**Task item**.
Go through the listing and return every line with "Some" in it.

*** Source information ***

use std::{fs, path::PathBuf};

use crate::config::Config;
use crate::error::WeatherError;
use crate::model::WeatherResponse;

/// Single-slot store for the last successfully decoded response.
///
/// Last write wins. There is no TTL and no schema versioning: content that
/// no longer decodes reads as empty rather than failing the caller.
#[derive(Debug, Clone)]
pub struct WeatherCache {
    path: PathBuf,
}

impl WeatherCache {
    pub fn new(path: impl Into<PathBuf>) -> Self {
        Self { path: path.into() }
    }

    /// The default slot under the platform data directory.
    pub fn open_default() -> anyhow::Result<Self> {
        Ok(Self::new(Config::cache_file_path()?))
    }

    /// Serialize and write synchronously. Overwrites whatever was stored.
    pub fn save(&self, response: &WeatherResponse) -> Result<(), WeatherError> {
        let json =
            serde_json::to_string(response).map_err(|e| WeatherError::Cache(e.to_string()))?;

        if let Some(parent) = self.path.parent() {
            fs::create_dir_all(parent).map_err(|e| WeatherError::Cache(e.to_string()))?;
        }

        fs::write(&self.path, json).map_err(|e| WeatherError::Cache(e.to_string()))?;
        Ok(())
    }

    /// Reload the slot. Missing, unreadable, and undecodable content all
    /// read as empty.
    pub fn load(&self) -> Option<WeatherResponse> {
        let text = match fs::read_to_string(&self.path) {
            Ok(text) => text,
            Err(e) if e.kind() == std::io::ErrorKind::NotFound => {
                tracing::debug!("weather cache is empty");
                return None;
            }
            Err(e) => {
                tracing::warn!("weather cache unreadable: {e}");
                return None;
            }
        };

        match serde_json::from_str(&text) {
            Ok(response) => Some(response),
            Err(e) => {
                tracing::warn!("stored weather response no longer decodes: {e}");
                None
            }
        }
    }
}

#[cfg(test)]
mod tests {
    use super::*;
    use crate::model::{Condition, Metrics, Sys, Wind};
    use tempfile::tempdir;

    fn response(place: &str) -> WeatherResponse {
        WeatherResponse {
            weather: vec![Condition {
                main: "Rain".to_string(),
                description: "light rain".to_string(),
                icon: "10d".to_string(),
            }],
            main: Metrics { temp: 11.2, humidity: 87.0, temp_min: 10.0, temp_max: 12.4 },
            wind: Wind { speed: 5.1 },
            sys: Sys { country: "GB".to_string(), sunrise: 1612251300, sunset: 1612285080 },
            name: place.to_string(),
        }
    }

    fn cache_in(dir: &tempfile::TempDir) -> WeatherCache {
        WeatherCache::new(dir.path().join("weather_response_data.json"))
    }

    #[test]
    fn load_returns_what_save_stored() {
        let dir = tempdir().expect("tempdir");
        let cache = cache_in(&dir);

        let stored = response("London");
        cache.save(&stored).expect("save");

        assert_eq!(cache.load(), Some(stored));
    }

    #[test]
    fn empty_slot_reads_as_none() {
        let dir = tempdir().expect("tempdir");
        assert_eq!(cache_in(&dir).load(), None);
    }

    #[test]
    fn undecodable_content_reads_as_none() {
        let dir = tempdir().expect("tempdir");
        let cache = cache_in(&dir);

        fs::write(dir.path().join("weather_response_data.json"), "{\"schema\": 99}")
            .expect("seed file");

        assert_eq!(cache.load(), None);
    }

    #[test]
    fn second_save_overwrites_first() {
        let dir = tempdir().expect("tempdir");
        let cache = cache_in(&dir);

        cache.save(&response("London")).expect("first save");
        cache.save(&response("Paris")).expect("second save");

        let reloaded = cache.load().expect("slot is occupied");
        assert_eq!(reloaded.name, "Paris");
    }

    #[test]
    fn save_creates_missing_parent_directories() {
        let dir = tempdir().expect("tempdir");
        let cache = WeatherCache::new(dir.path().join("nested/dir/weather_response_data.json"));

        cache.save(&response("Oslo")).expect("save");
        assert_eq!(cache.load().map(|r| r.name), Some("Oslo".to_string()));
    }
}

***

**Your solution**.
        if let Some(parent) = self.path.parent() {
            Ok(response) => Some(response),
        assert_eq!(cache.load(), Some(stored));
        assert_eq!(cache.load().map(|r| r.name), Some("Oslo".to_string()));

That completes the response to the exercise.